## Data to use
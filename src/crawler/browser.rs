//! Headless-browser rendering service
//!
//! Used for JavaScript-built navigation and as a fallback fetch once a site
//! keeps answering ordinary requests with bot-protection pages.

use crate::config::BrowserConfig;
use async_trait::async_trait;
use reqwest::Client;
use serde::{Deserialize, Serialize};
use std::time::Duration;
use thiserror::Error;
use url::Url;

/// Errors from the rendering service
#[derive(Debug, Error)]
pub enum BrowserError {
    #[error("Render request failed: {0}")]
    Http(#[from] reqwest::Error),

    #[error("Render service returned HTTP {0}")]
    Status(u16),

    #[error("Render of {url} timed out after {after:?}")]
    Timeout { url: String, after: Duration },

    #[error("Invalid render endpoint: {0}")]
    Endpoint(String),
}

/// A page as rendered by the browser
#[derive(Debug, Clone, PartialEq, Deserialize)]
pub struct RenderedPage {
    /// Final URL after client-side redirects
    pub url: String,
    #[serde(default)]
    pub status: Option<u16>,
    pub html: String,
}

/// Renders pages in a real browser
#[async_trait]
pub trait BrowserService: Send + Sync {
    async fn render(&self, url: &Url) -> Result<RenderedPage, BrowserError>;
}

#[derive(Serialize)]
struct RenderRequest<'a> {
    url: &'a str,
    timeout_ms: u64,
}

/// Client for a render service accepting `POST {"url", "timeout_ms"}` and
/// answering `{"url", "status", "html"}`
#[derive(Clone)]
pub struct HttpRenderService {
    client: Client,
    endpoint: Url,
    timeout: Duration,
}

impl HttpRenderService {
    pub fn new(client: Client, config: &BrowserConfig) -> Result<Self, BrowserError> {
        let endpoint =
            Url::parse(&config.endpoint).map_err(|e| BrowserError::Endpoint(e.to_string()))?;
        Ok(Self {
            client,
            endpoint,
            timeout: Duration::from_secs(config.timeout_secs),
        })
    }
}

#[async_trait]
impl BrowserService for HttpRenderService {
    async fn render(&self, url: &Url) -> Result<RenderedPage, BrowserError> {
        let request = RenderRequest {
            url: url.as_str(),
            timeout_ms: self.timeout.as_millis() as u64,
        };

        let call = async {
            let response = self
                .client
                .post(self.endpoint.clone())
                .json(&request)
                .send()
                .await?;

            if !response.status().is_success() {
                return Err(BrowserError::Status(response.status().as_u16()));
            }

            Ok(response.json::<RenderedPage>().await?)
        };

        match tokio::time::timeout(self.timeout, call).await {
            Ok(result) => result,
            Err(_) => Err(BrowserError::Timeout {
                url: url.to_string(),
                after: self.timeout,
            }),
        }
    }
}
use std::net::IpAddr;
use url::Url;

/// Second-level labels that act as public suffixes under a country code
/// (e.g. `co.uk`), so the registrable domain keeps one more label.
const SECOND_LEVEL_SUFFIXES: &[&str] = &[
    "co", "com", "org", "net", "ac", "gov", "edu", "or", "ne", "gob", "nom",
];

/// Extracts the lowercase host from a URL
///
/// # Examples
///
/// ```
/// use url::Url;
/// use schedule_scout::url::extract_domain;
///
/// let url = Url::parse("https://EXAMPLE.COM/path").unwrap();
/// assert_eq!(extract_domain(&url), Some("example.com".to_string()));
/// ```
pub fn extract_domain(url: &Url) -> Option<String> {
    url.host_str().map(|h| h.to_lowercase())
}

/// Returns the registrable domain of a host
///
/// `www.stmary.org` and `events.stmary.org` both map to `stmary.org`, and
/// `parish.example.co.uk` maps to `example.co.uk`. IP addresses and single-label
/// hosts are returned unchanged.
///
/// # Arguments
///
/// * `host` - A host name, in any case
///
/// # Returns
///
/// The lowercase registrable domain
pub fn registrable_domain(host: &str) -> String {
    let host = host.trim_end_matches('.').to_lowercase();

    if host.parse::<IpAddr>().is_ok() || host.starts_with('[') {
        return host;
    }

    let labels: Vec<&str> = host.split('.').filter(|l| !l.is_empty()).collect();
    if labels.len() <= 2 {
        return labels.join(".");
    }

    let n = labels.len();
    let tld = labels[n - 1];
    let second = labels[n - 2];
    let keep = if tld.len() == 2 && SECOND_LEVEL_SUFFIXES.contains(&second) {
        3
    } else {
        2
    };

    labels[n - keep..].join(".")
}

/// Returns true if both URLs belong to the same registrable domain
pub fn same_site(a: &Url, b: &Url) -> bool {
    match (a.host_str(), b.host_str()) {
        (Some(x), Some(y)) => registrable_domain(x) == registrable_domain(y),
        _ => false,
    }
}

* * *

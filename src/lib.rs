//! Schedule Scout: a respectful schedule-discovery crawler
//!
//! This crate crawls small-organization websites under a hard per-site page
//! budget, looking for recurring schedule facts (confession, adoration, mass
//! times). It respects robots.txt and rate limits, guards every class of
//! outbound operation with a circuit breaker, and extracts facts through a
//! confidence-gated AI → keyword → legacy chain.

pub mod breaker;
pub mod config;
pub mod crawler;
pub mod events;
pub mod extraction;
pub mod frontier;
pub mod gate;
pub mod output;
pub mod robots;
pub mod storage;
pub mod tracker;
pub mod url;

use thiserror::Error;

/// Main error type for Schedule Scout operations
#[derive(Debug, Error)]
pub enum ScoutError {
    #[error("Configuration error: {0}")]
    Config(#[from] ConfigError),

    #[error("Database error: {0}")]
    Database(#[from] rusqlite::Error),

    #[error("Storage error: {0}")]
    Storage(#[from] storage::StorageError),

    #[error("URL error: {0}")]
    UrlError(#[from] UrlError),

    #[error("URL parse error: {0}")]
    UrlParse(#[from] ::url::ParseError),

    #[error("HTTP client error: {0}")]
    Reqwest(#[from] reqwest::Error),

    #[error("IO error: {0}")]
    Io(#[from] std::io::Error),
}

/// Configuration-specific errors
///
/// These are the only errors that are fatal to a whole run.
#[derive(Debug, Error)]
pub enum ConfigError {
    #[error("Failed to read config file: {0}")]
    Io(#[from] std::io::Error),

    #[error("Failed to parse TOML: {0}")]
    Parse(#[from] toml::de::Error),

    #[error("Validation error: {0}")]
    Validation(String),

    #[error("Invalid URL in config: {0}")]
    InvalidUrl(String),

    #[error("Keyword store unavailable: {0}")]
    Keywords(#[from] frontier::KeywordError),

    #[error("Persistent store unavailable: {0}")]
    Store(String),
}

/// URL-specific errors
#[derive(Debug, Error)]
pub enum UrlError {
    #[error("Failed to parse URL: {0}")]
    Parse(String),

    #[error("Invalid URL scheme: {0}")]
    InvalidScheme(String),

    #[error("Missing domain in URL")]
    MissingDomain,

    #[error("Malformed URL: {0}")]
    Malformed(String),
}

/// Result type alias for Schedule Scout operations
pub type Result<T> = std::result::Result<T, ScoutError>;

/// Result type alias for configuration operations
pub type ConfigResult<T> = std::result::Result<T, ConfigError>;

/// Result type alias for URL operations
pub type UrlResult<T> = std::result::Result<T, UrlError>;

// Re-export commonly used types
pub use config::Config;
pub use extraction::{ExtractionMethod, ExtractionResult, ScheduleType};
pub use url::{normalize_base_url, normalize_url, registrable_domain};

* * *

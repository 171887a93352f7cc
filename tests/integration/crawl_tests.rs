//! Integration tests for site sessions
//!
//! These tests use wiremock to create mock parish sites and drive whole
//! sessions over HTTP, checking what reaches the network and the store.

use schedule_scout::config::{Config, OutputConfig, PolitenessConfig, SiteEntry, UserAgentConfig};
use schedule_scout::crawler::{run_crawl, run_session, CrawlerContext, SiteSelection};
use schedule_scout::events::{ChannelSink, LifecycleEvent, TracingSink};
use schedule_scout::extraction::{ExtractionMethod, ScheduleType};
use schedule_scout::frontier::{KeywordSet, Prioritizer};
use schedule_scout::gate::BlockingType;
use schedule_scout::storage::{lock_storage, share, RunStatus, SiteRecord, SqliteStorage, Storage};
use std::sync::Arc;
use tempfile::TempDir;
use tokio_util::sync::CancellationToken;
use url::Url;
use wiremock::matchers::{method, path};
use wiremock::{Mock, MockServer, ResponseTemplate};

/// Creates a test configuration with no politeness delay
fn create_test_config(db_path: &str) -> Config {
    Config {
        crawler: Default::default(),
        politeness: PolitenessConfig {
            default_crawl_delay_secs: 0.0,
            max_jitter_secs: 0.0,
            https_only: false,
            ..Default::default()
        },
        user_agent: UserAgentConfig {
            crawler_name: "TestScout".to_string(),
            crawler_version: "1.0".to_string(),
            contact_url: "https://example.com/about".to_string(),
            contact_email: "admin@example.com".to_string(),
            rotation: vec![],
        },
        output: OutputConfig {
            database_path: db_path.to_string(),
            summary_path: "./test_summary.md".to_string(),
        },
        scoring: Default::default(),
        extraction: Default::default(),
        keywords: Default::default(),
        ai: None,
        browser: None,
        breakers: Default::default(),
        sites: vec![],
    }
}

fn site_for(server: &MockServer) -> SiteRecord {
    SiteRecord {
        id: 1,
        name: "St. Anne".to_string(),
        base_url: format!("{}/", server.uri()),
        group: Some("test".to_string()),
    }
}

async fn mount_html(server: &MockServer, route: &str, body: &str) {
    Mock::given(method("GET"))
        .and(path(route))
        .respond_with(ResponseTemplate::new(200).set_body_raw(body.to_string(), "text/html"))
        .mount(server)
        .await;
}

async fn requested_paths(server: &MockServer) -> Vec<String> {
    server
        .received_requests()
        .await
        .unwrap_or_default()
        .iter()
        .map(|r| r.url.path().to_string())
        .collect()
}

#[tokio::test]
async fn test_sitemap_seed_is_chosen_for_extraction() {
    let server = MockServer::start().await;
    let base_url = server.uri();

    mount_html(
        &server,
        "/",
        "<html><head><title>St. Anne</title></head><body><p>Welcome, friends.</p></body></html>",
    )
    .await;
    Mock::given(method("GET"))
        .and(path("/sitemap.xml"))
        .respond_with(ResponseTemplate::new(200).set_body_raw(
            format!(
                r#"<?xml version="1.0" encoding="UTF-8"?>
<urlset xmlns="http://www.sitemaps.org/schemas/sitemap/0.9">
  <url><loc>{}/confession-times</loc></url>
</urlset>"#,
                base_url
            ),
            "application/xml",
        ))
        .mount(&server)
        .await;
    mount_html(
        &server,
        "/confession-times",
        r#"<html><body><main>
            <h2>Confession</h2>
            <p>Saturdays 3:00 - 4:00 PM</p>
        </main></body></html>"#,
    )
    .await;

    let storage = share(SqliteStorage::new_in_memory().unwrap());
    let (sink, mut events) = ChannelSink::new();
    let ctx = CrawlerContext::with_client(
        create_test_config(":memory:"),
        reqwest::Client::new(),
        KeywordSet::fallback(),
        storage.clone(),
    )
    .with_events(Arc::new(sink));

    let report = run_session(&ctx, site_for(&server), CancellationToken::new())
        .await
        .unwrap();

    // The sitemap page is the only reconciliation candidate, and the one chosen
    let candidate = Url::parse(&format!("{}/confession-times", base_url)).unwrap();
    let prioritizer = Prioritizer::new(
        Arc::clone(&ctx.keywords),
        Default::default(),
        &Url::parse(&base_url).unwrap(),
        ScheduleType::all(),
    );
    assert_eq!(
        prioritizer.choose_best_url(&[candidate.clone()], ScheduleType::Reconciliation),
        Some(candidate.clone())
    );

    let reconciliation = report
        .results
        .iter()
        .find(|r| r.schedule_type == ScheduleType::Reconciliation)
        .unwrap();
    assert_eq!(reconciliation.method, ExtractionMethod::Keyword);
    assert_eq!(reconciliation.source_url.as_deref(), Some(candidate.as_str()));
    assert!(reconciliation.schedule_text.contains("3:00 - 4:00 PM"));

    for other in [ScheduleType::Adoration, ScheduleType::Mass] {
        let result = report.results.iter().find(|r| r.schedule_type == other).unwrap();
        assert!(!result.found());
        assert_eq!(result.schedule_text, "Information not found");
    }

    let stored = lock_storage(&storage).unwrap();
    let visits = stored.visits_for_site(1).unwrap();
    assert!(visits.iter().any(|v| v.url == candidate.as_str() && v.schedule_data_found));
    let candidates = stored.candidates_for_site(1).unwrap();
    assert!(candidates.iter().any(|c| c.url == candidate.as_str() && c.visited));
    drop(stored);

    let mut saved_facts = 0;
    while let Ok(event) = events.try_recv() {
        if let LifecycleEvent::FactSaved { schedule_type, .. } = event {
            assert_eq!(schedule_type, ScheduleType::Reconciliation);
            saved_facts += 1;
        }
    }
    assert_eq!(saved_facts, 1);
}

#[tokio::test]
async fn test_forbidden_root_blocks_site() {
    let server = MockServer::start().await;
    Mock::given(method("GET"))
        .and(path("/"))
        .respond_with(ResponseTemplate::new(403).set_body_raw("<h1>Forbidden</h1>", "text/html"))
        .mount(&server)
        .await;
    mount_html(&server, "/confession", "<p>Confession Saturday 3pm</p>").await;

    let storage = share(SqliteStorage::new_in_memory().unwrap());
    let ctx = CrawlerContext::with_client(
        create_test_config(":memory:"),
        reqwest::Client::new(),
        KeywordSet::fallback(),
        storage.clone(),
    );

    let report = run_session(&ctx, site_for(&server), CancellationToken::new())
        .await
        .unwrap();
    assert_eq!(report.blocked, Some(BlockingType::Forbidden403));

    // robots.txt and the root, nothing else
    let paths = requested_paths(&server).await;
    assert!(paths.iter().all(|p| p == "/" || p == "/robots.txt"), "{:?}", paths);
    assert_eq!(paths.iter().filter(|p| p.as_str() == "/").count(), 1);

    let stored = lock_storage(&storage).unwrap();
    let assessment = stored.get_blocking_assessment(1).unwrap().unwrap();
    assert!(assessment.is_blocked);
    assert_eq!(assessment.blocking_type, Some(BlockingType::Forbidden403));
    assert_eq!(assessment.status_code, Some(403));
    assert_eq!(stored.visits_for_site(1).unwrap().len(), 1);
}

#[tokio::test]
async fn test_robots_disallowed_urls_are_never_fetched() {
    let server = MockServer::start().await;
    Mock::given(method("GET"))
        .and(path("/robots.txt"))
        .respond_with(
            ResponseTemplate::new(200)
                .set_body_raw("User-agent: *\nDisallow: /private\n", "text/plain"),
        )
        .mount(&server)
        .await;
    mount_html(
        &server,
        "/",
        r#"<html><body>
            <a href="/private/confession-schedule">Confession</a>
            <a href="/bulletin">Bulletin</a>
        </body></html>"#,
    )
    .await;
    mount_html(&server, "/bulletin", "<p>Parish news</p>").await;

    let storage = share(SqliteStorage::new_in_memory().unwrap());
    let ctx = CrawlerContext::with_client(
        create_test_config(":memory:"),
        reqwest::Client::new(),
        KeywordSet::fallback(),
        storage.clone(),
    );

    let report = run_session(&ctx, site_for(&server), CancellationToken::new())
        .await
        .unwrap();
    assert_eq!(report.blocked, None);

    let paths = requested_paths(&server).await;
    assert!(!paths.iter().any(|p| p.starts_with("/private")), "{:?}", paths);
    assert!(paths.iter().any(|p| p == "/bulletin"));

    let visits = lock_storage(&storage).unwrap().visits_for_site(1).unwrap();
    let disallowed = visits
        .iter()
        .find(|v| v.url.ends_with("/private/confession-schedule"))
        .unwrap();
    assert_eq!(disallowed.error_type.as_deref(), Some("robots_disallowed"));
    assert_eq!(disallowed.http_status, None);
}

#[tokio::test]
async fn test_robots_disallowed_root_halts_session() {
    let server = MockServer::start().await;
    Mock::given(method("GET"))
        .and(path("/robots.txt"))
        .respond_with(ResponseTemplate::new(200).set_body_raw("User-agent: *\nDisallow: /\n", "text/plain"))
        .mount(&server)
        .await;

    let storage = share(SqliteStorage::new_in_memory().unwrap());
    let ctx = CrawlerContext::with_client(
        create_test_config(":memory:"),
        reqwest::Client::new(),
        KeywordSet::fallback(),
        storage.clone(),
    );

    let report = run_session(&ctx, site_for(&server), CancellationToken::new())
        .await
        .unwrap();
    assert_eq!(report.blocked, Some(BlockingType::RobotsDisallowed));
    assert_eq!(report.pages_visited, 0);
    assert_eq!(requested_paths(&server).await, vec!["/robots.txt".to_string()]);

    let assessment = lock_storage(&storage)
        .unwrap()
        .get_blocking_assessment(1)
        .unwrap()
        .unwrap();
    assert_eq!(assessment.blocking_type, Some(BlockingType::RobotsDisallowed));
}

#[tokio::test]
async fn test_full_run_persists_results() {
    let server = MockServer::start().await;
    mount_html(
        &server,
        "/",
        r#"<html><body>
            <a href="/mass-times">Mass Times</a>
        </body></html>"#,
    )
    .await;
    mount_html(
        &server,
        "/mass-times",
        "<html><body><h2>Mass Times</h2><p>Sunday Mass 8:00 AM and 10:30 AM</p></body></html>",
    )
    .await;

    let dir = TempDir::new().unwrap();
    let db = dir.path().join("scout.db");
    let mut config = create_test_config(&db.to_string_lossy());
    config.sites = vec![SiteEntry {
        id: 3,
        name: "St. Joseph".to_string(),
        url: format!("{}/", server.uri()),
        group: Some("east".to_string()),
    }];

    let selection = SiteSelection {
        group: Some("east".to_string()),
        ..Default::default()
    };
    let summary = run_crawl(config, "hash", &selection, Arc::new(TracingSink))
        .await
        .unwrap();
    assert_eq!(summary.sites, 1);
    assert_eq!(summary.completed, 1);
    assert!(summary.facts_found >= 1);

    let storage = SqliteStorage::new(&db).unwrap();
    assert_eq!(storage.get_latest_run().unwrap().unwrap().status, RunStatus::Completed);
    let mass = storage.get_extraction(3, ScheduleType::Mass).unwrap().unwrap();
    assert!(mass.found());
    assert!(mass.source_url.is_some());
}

## Task statement
State how many lines of the listing above hold the word "ConfigError", with nothing but the number.

## Output of the exercise
3